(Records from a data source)
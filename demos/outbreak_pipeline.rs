//! End-to-end run over the bundled two-city scenario.
//!
//! ```text
//! RUST_LOG=outbreak_rs=debug cargo run --example outbreak_pipeline
//! ```

use chrono::{TimeZone, Utc};
use outbreak_rs::config::SimulationConfig;
use outbreak_rs::{
    AlertEngine, AnalysisConfig, DailyObservation, HospitalNode, InMemoryAlertStore,
    InMemoryReportLog, IncomingReport, IntegrityEngine, OutbreakMiner, SirModel, SnapshotCache,
};
use serde::Deserialize;
use tracing_subscriber::EnvFilter;

#[derive(Deserialize)]
struct Scenario {
    hospitals: Vec<HospitalNode>,
    observations: Vec<DailyObservation>,
}

fn main() -> outbreak_rs::Result<()> {
    tracing_subscriber::fmt()
        .with_env_filter(
            EnvFilter::try_from_default_env().unwrap_or_else(|_| EnvFilter::new("outbreak_rs=info")),
        )
        .init();

    let text = std::fs::read_to_string("tests/fixtures/two_city_wave.json")?;
    let scenario: Scenario = serde_json::from_str(&text)?;
    let cfg = AnalysisConfig::default();
    let now = Utc.with_ymd_and_hms(2024, 2, 9, 12, 0, 0).unwrap();

    let miner = OutbreakMiner::new(scenario.hospitals.clone(), &scenario.observations);
    let analysis = miner.analyze(&cfg);
    println!("Clusters:");
    for (id, members) in &analysis.clusters {
        println!("  {id}: {members:?}");
    }
    println!("Spread network:");
    for e in &analysis.network {
        println!(
            "  {} -> {} ({:?}, lag {} days, r = {:.3})",
            e.source_cluster, e.target_cluster, e.relation, e.lag_days, e.strength
        );
    }

    println!("Forecast for hospital 1:");
    for p in miner.forecast_configured(1, &cfg.forecast) {
        println!("  {}  {:.1}", p.date, p.predicted_count);
    }

    let alerts = AlertEngine::new(cfg.alerts.clone());
    let mut store = InMemoryAlertStore::new();
    let run = alerts.run_checks(&scenario.hospitals, &scenario.observations, now, &mut store);
    println!("Alerts ({} new):", run.inserted);
    for a in &run.candidates {
        println!("  [{:?}] {}", a.severity, a.message);
    }

    let cache = SnapshotCache::with_ttl_secs(cfg.cache_ttl_secs);
    for h in &scenario.hospitals {
        let risk = alerts.assess_cluster_risk(h.id, &cache, &scenario.observations, now, || {
            miner.partition(&cfg)
        });
        println!("  hospital {}: {}", h.id, risk.message);
    }

    let integrity = IntegrityEngine::new(cfg.integrity.clone());
    let mut log = InMemoryReportLog::new();
    let report = IncomingReport {
        latitude: 43.7,
        longitude: -79.4,
        symptoms: "fever, cough".to_string(),
    };
    for k in 0..6 {
        let at = now + chrono::Duration::minutes(k);
        let outcome = integrity.submit(&report, "203.0.113.7", at, &mut log);
        println!(
            "Report {}: accepted={} trust={} {}",
            k + 1,
            outcome.accepted,
            outcome.trust_score,
            outcome.reason.unwrap_or_default()
        );
    }

    let sir = SirModel::new(1_000.0, 0.0, 1_000_000.0, SimulationConfig::default())?;
    for factor in [0.0, 0.5, 1.0] {
        let peak = sir
            .project(180, factor)
            .into_iter()
            .max_by_key(|s| s.infected);
        if let Some(peak) = peak {
            println!(
                "Intervention {factor:.1}: peak {} infected on day {}",
                peak.infected, peak.day
            );
        }
    }

    Ok(())
}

### Instructions to follow
Nothing but the lines from the start of the data above through the line with "use serde::Deserialize;" should appear in your answer, copied exactly.

### Written solution
filename demos/outbreak_pipeline.rs
//! End-to-end run over the bundled two-city scenario.
//!
//! ```text
//! RUST_LOG=outbreak_rs=debug cargo run --example outbreak_pipeline
//! ```

use chrono::{TimeZone, Utc};
use outbreak_rs::config::SimulationConfig;
use outbreak_rs::{
    AlertEngine, AnalysisConfig, DailyObservation, HospitalNode, InMemoryAlertStore,
    InMemoryReportLog, IncomingReport, IntegrityEngine, OutbreakMiner, SirModel, SnapshotCache,
};
use serde::Deserialize;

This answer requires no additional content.